Exercise description: Give back every record exactly as written.

Exercise input:
use clap::{Args, Subcommand};

use menuboard_core::{categories_of, Icon, Id, MenuBoard, MenuCategoryUpdate, NewMenuCategory};

use super::{confirm, truncate, OutputFormat, Reported};

#[derive(Args)]
pub struct CategoryCommand {
    #[command(subcommand)]
    pub command: CategorySubcommand,
}

#[derive(Subcommand)]
pub enum CategorySubcommand {
    /// List menu categories
    List {
        /// Only categories of this restaurant
        #[arg(long, short)]
        restaurant: Option<Id>,

        /// Output format
        #[arg(long, short, value_enum, default_value = "text")]
        format: OutputFormat,
    },

    /// Create a menu category
    Create {
        /// Name of the category
        name: String,

        /// Restaurant the category belongs to
        #[arg(long, short)]
        restaurant: Id,

        /// Short description
        #[arg(long)]
        description: Option<String>,

        /// Icon name (utensils, soup, salad, pizza, ...)
        #[arg(long)]
        icon: Option<Icon>,
    },

    /// Update a menu category
    Update {
        /// Category ID
        id: Id,

        /// New name
        #[arg(long)]
        name: Option<String>,

        /// New description
        #[arg(long)]
        description: Option<String>,

        /// New icon name
        #[arg(long)]
        icon: Option<Icon>,

        /// Move to another restaurant
        #[arg(long, short)]
        restaurant: Option<Id>,
    },

    /// Delete a menu category
    Delete {
        /// Category ID
        id: Id,

        /// Skip confirmation prompt
        #[arg(long, short)]
        force: bool,
    },
}

impl CategoryCommand {
    pub async fn run(&self, board: &MenuBoard) -> Result<(), Box<dyn std::error::Error>> {
        let categories = &board.categories;

        match &self.command {
            CategorySubcommand::List { restaurant, format } => {
                if !categories.fetch_all().await {
                    return Err(Reported.into());
                }
                let all = categories.snapshot();
                let shown: Vec<_> = match restaurant {
                    Some(id) => categories_of(&all, *id).into_iter().cloned().collect(),
                    None => all,
                };

                if shown.is_empty() {
                    println!("No categories found");
                    return Ok(());
                }

                match format {
                    OutputFormat::Json => {
                        println!("{}", serde_json::to_string_pretty(&shown)?);
                    }
                    OutputFormat::Text => {
                        println!("{:<8}  {:<30}  {:<10}  RESTAURANT", "ID", "NAME", "ICON");
                        println!("{}", "-".repeat(70));
                        for category in &shown {
                            println!(
                                "{:<8}  {:<30}  {:<10}  {}",
                                category.id,
                                truncate(&category.name, 30),
                                category.icon(),
                                category.restaurant
                            );
                        }
                        println!("\nTotal: {} category(ies)", shown.len());
                    }
                }
                Ok(())
            }

            CategorySubcommand::Create {
                name,
                restaurant,
                description,
                icon,
            } => {
                if name.trim().is_empty() {
                    return Err("Category name cannot be empty".into());
                }

                let mut new = NewMenuCategory::new(name.trim(), *restaurant);
                if let Some(description) = description {
                    new = new.with_description(description);
                }
                if let Some(icon) = icon {
                    new = new.with_icon(*icon);
                }

                let created = categories.add(new).await.ok_or(Reported)?;
                println!("Created category [{}] {} (ID {})", created.icon(), created.name, created.id);
                Ok(())
            }

            CategorySubcommand::Update {
                id,
                name,
                description,
                icon,
                restaurant,
            } => {
                let current = categories.fetch_one(*id).await.ok_or(Reported)?;
                let mut update = MenuCategoryUpdate::from(&current);

                if let Some(name) = name {
                    if name.trim().is_empty() {
                        return Err("Category name cannot be empty".into());
                    }
                    update.name = name.trim().to_string();
                }
                if let Some(description) = description {
                    update.description = Some(description.clone());
                }
                if let Some(icon) = icon {
                    update.icon_name = *icon;
                }
                if let Some(restaurant) = restaurant {
                    update.restaurant = *restaurant;
                }

                let updated = categories.modify(*id, update).await.ok_or(Reported)?;
                println!("Updated category [{}] {} (ID {})", updated.icon(), updated.name, updated.id);
                Ok(())
            }

            CategorySubcommand::Delete { id, force } => {
                let category = categories.fetch_one(*id).await.ok_or(Reported)?;

                if !force && !confirm(&format!("Delete category '{}'?", category.name))? {
                    println!("Deletion cancelled.");
                    return Ok(());
                }

                if !categories.remove(*id).await {
                    return Err(Reported.into());
                }
                println!("Deleted category: {}", category.name);
                Ok(())
            }
        }
    }
}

Problem solution:
use clap::{Args, Subcommand};

use menuboard_core::{categories_of, Icon, Id, MenuBoard, MenuCategoryUpdate, NewMenuCategory};

use super::{confirm, truncate, OutputFormat, Reported};

#[derive(Args)]
pub struct CategoryCommand {
    #[command(subcommand)]
    pub command: CategorySubcommand,
}

#[derive(Subcommand)]
pub enum CategorySubcommand {
    /// List menu categories
    List {
        /// Only categories of this restaurant
        #[arg(long, short)]
        restaurant: Option<Id>,

        /// Output format
        #[arg(long, short, value_enum, default_value = "text")]
        format: OutputFormat,
    },

    /// Create a menu category
    Create {
        /// Name of the category
        name: String,

        /// Restaurant the category belongs to
        #[arg(long, short)]
        restaurant: Id,

        /// Short description
        #[arg(long)]
        description: Option<String>,

        /// Icon name (utensils, soup, salad, pizza, ...)
        #[arg(long)]
        icon: Option<Icon>,
    },

    /// Update a menu category
    Update {
        /// Category ID
        id: Id,

        /// New name
        #[arg(long)]
        name: Option<String>,

        /// New description
        #[arg(long)]
        description: Option<String>,

        /// New icon name
        #[arg(long)]
        icon: Option<Icon>,

        /// Move to another restaurant
        #[arg(long, short)]
        restaurant: Option<Id>,
    },

    /// Delete a menu category
    Delete {
        /// Category ID
        id: Id,

        /// Skip confirmation prompt
        #[arg(long, short)]
        force: bool,
    },
}

impl CategoryCommand {
    pub async fn run(&self, board: &MenuBoard) -> Result<(), Box<dyn std::error::Error>> {
        let categories = &board.categories;

        match &self.command {
            CategorySubcommand::List { restaurant, format } => {
                if !categories.fetch_all().await {
                    return Err(Reported.into());
                }
                let all = categories.snapshot();
                let shown: Vec<_> = match restaurant {
                    Some(id) => categories_of(&all, *id).into_iter().cloned().collect(),
                    None => all,
                };

                if shown.is_empty() {
                    println!("No categories found");
                    return Ok(());
                }

                match format {
                    OutputFormat::Json => {
                        println!("{}", serde_json::to_string_pretty(&shown)?);
                    }
                    OutputFormat::Text => {
                        println!("{:<8}  {:<30}  {:<10}  RESTAURANT", "ID", "NAME", "ICON");
                        println!("{}", "-".repeat(70));
                        for category in &shown {
                            println!(
                                "{:<8}  {:<30}  {:<10}  {}",
                                category.id,
                                truncate(&category.name, 30),
                                category.icon(),
                                category.restaurant
                            );
                        }
                        println!("\nTotal: {} category(ies)", shown.len());
                    }
                }
                Ok(())
            }

            CategorySubcommand::Create {
                name,
                restaurant,
                description,
                icon,
            } => {
                if name.trim().is_empty() {
                    return Err("Category name cannot be empty".into());
                }

                let mut new = NewMenuCategory::new(name.trim(), *restaurant);
                if let Some(description) = description {
                    new = new.with_description(description);
                }
                if let Some(icon) = icon {
                    new = new.with_icon(*icon);
                }

                let created = categories.add(new).await.ok_or(Reported)?;
                println!("Created category [{}] {} (ID {})", created.icon(), created.name, created.id);
                Ok(())
            }

            CategorySubcommand::Update {
                id,
                name,
                description,
                icon,
                restaurant,
            } => {
                let current = categories.fetch_one(*id).await.ok_or(Reported)?;
                let mut update = MenuCategoryUpdate::from(&current);

                if let Some(name) = name {
                    if name.trim().is_empty() {
                        return Err("Category name cannot be empty".into());
                    }
                    update.name = name.trim().to_string();
                }
                if let Some(description) = description {
                    update.description = Some(description.clone());
                }
                if let Some(icon) = icon {
                    update.icon_name = *icon;
                }
                if let Some(restaurant) = restaurant {
                    update.restaurant = *restaurant;
                }

                let updated = categories.modify(*id, update).await.ok_or(Reported)?;
                println!("Updated category [{}] {} (ID {})", updated.icon(), updated.name, updated.id);
                Ok(())
            }

            CategorySubcommand::Delete { id, force } => {
                let category = categories.fetch_one(*id).await.ok_or(Reported)?;

                if !force && !confirm(&format!("Delete category '{}'?", category.name))? {
                    println!("Deletion cancelled.");
                    return Ok(());
                }

                if !categories.remove(*id).await {
                    return Err(Reported.into());
                }
                println!("Deleted category: {}", category.name);
                Ok(())
            }
        }
    }
}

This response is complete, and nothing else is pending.